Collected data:
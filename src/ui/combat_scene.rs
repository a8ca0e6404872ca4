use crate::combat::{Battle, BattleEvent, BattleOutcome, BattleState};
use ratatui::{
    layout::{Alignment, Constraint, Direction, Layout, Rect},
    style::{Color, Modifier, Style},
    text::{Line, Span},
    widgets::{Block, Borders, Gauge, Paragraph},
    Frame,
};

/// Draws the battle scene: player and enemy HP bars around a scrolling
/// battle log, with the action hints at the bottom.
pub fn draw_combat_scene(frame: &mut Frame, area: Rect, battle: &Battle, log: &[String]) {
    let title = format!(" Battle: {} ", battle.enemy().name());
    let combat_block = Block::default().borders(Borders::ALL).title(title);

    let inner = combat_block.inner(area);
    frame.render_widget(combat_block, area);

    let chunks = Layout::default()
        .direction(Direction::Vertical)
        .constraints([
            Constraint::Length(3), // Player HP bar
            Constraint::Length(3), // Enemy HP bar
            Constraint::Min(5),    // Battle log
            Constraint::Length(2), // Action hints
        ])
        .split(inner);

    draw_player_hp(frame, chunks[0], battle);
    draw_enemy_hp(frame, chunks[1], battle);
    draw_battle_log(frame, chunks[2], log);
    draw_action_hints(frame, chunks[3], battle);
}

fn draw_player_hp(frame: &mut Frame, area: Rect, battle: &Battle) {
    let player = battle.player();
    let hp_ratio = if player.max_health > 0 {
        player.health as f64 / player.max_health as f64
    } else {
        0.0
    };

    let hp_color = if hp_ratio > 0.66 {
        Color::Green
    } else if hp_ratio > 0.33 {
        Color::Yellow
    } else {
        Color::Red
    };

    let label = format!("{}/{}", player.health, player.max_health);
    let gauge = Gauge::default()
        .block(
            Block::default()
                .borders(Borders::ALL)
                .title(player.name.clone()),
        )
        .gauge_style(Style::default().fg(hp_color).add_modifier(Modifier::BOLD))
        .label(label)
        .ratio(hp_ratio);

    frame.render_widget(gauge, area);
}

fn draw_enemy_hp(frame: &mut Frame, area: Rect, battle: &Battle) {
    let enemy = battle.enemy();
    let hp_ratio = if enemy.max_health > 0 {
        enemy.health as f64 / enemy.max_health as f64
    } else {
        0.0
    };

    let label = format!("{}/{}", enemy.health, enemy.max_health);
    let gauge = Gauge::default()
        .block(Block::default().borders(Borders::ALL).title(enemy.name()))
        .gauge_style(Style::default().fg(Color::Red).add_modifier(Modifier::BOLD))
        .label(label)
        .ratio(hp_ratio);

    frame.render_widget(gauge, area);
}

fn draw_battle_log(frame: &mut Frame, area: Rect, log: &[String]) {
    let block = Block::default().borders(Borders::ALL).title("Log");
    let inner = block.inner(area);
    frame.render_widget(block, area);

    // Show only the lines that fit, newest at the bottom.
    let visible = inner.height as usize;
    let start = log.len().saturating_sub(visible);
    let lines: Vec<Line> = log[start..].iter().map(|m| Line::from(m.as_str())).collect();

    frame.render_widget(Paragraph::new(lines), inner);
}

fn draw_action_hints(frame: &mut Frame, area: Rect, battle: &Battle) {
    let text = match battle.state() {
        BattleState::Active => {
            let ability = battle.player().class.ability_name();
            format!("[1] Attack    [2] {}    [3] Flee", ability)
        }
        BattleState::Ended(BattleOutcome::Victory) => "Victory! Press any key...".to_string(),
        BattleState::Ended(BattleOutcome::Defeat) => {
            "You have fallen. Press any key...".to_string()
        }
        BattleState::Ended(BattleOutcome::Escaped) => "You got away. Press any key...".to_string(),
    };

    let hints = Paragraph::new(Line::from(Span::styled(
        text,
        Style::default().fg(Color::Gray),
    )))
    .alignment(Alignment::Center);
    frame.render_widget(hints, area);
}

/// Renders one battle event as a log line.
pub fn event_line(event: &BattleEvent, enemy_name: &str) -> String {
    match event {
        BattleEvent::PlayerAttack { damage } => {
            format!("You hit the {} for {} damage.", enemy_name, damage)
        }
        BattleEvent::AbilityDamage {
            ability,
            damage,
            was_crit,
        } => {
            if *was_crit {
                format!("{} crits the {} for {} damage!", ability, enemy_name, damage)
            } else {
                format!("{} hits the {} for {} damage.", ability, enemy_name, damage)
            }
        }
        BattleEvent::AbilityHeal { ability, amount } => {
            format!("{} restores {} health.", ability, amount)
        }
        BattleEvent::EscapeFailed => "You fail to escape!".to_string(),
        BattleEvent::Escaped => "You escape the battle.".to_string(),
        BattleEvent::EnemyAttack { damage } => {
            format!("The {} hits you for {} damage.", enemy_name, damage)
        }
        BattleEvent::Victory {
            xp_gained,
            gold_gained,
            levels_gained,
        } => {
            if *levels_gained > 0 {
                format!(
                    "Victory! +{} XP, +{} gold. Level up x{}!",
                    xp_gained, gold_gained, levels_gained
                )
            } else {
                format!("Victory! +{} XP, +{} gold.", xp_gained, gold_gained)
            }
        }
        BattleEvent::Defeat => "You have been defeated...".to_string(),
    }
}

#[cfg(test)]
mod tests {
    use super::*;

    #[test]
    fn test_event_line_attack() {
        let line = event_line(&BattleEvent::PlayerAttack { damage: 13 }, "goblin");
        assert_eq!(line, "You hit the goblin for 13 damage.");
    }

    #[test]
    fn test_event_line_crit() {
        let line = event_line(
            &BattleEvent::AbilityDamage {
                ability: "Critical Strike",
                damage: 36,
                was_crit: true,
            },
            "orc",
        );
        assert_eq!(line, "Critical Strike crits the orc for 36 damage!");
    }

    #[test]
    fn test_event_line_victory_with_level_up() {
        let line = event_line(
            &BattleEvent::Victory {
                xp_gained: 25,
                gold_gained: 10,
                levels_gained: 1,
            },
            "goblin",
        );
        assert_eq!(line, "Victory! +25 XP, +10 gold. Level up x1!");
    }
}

▸ **PROBLEM DESCRIPTION**
All records above are to be returned exactly as given.

▸ **OUTPUT**
filename src/ui/combat_scene.rs
repository a8ca0e6404872ca4
use crate::combat::{Battle, BattleEvent, BattleOutcome, BattleState};
use ratatui::{
    layout::{Alignment, Constraint, Direction, Layout, Rect},
    style::{Color, Modifier, Style},
    text::{Line, Span},
    widgets::{Block, Borders, Gauge, Paragraph},
    Frame,
};

/// Draws the battle scene: player and enemy HP bars around a scrolling
/// battle log, with the action hints at the bottom.
pub fn draw_combat_scene(frame: &mut Frame, area: Rect, battle: &Battle, log: &[String]) {
    let title = format!(" Battle: {} ", battle.enemy().name());
    let combat_block = Block::default().borders(Borders::ALL).title(title);

    let inner = combat_block.inner(area);
    frame.render_widget(combat_block, area);

    let chunks = Layout::default()
        .direction(Direction::Vertical)
        .constraints([
            Constraint::Length(3), // Player HP bar
            Constraint::Length(3), // Enemy HP bar
            Constraint::Min(5),    // Battle log
            Constraint::Length(2), // Action hints
        ])
        .split(inner);

    draw_player_hp(frame, chunks[0], battle);
    draw_enemy_hp(frame, chunks[1], battle);
    draw_battle_log(frame, chunks[2], log);
    draw_action_hints(frame, chunks[3], battle);
}

fn draw_player_hp(frame: &mut Frame, area: Rect, battle: &Battle) {
    let player = battle.player();
    let hp_ratio = if player.max_health > 0 {
        player.health as f64 / player.max_health as f64
    } else {
        0.0
    };

    let hp_color = if hp_ratio > 0.66 {
        Color::Green
    } else if hp_ratio > 0.33 {
        Color::Yellow
    } else {
        Color::Red
    };

    let label = format!("{}/{}", player.health, player.max_health);
    let gauge = Gauge::default()
        .block(
            Block::default()
                .borders(Borders::ALL)
                .title(player.name.clone()),
        )
        .gauge_style(Style::default().fg(hp_color).add_modifier(Modifier::BOLD))
        .label(label)
        .ratio(hp_ratio);

    frame.render_widget(gauge, area);
}

fn draw_enemy_hp(frame: &mut Frame, area: Rect, battle: &Battle) {
    let enemy = battle.enemy();
    let hp_ratio = if enemy.max_health > 0 {
        enemy.health as f64 / enemy.max_health as f64
    } else {
        0.0
    };

    let label = format!("{}/{}", enemy.health, enemy.max_health);
    let gauge = Gauge::default()
        .block(Block::default().borders(Borders::ALL).title(enemy.name()))
        .gauge_style(Style::default().fg(Color::Red).add_modifier(Modifier::BOLD))
        .label(label)
        .ratio(hp_ratio);

    frame.render_widget(gauge, area);
}

fn draw_battle_log(frame: &mut Frame, area: Rect, log: &[String]) {
    let block = Block::default().borders(Borders::ALL).title("Log");
    let inner = block.inner(area);
    frame.render_widget(block, area);

    // Show only the lines that fit, newest at the bottom.
    let visible = inner.height as usize;
    let start = log.len().saturating_sub(visible);
    let lines: Vec<Line> = log[start..].iter().map(|m| Line::from(m.as_str())).collect();

    frame.render_widget(Paragraph::new(lines), inner);
}

fn draw_action_hints(frame: &mut Frame, area: Rect, battle: &Battle) {
    let text = match battle.state() {
        BattleState::Active => {
            let ability = battle.player().class.ability_name();
            format!("[1] Attack    [2] {}    [3] Flee", ability)
        }
        BattleState::Ended(BattleOutcome::Victory) => "Victory! Press any key...".to_string(),
        BattleState::Ended(BattleOutcome::Defeat) => {
            "You have fallen. Press any key...".to_string()
        }
        BattleState::Ended(BattleOutcome::Escaped) => "You got away. Press any key...".to_string(),
    };

    let hints = Paragraph::new(Line::from(Span::styled(
        text,
        Style::default().fg(Color::Gray),
    )))
    .alignment(Alignment::Center);
    frame.render_widget(hints, area);
}

/// Renders one battle event as a log line.
pub fn event_line(event: &BattleEvent, enemy_name: &str) -> String {
    match event {
        BattleEvent::PlayerAttack { damage } => {
            format!("You hit the {} for {} damage.", enemy_name, damage)
        }
        BattleEvent::AbilityDamage {
            ability,
            damage,
            was_crit,
        } => {
            if *was_crit {
                format!("{} crits the {} for {} damage!", ability, enemy_name, damage)
            } else {
                format!("{} hits the {} for {} damage.", ability, enemy_name, damage)
            }
        }
        BattleEvent::AbilityHeal { ability, amount } => {
            format!("{} restores {} health.", ability, amount)
        }
        BattleEvent::EscapeFailed => "You fail to escape!".to_string(),
        BattleEvent::Escaped => "You escape the battle.".to_string(),
        BattleEvent::EnemyAttack { damage } => {
            format!("The {} hits you for {} damage.", enemy_name, damage)
        }
        BattleEvent::Victory {
            xp_gained,
            gold_gained,
            levels_gained,
        } => {
            if *levels_gained > 0 {
                format!(
                    "Victory! +{} XP, +{} gold. Level up x{}!",
                    xp_gained, gold_gained, levels_gained
                )
            } else {
                format!("Victory! +{} XP, +{} gold.", xp_gained, gold_gained)
            }
        }
        BattleEvent::Defeat => "You have been defeated...".to_string(),
    }
}

#[cfg(test)]
mod tests {
    use super::*;

    #[test]
    fn test_event_line_attack() {
        let line = event_line(&BattleEvent::PlayerAttack { damage: 13 }, "goblin");
        assert_eq!(line, "You hit the goblin for 13 damage.");
    }

    #[test]
    fn test_event_line_crit() {
        let line = event_line(
            &BattleEvent::AbilityDamage {
                ability: "Critical Strike",
                damage: 36,
                was_crit: true,
            },
            "orc",
        );
        assert_eq!(line, "Critical Strike crits the orc for 36 damage!");
    }

    #[test]
    fn test_event_line_victory_with_level_up() {
        let line = event_line(
            &BattleEvent::Victory {
                xp_gained: 25,
                gold_gained: 10,
                levels_gained: 1,
            },
            "goblin",
        );
        assert_eq!(line, "Victory! +25 XP, +10 gold. Level up x1!");
    }
}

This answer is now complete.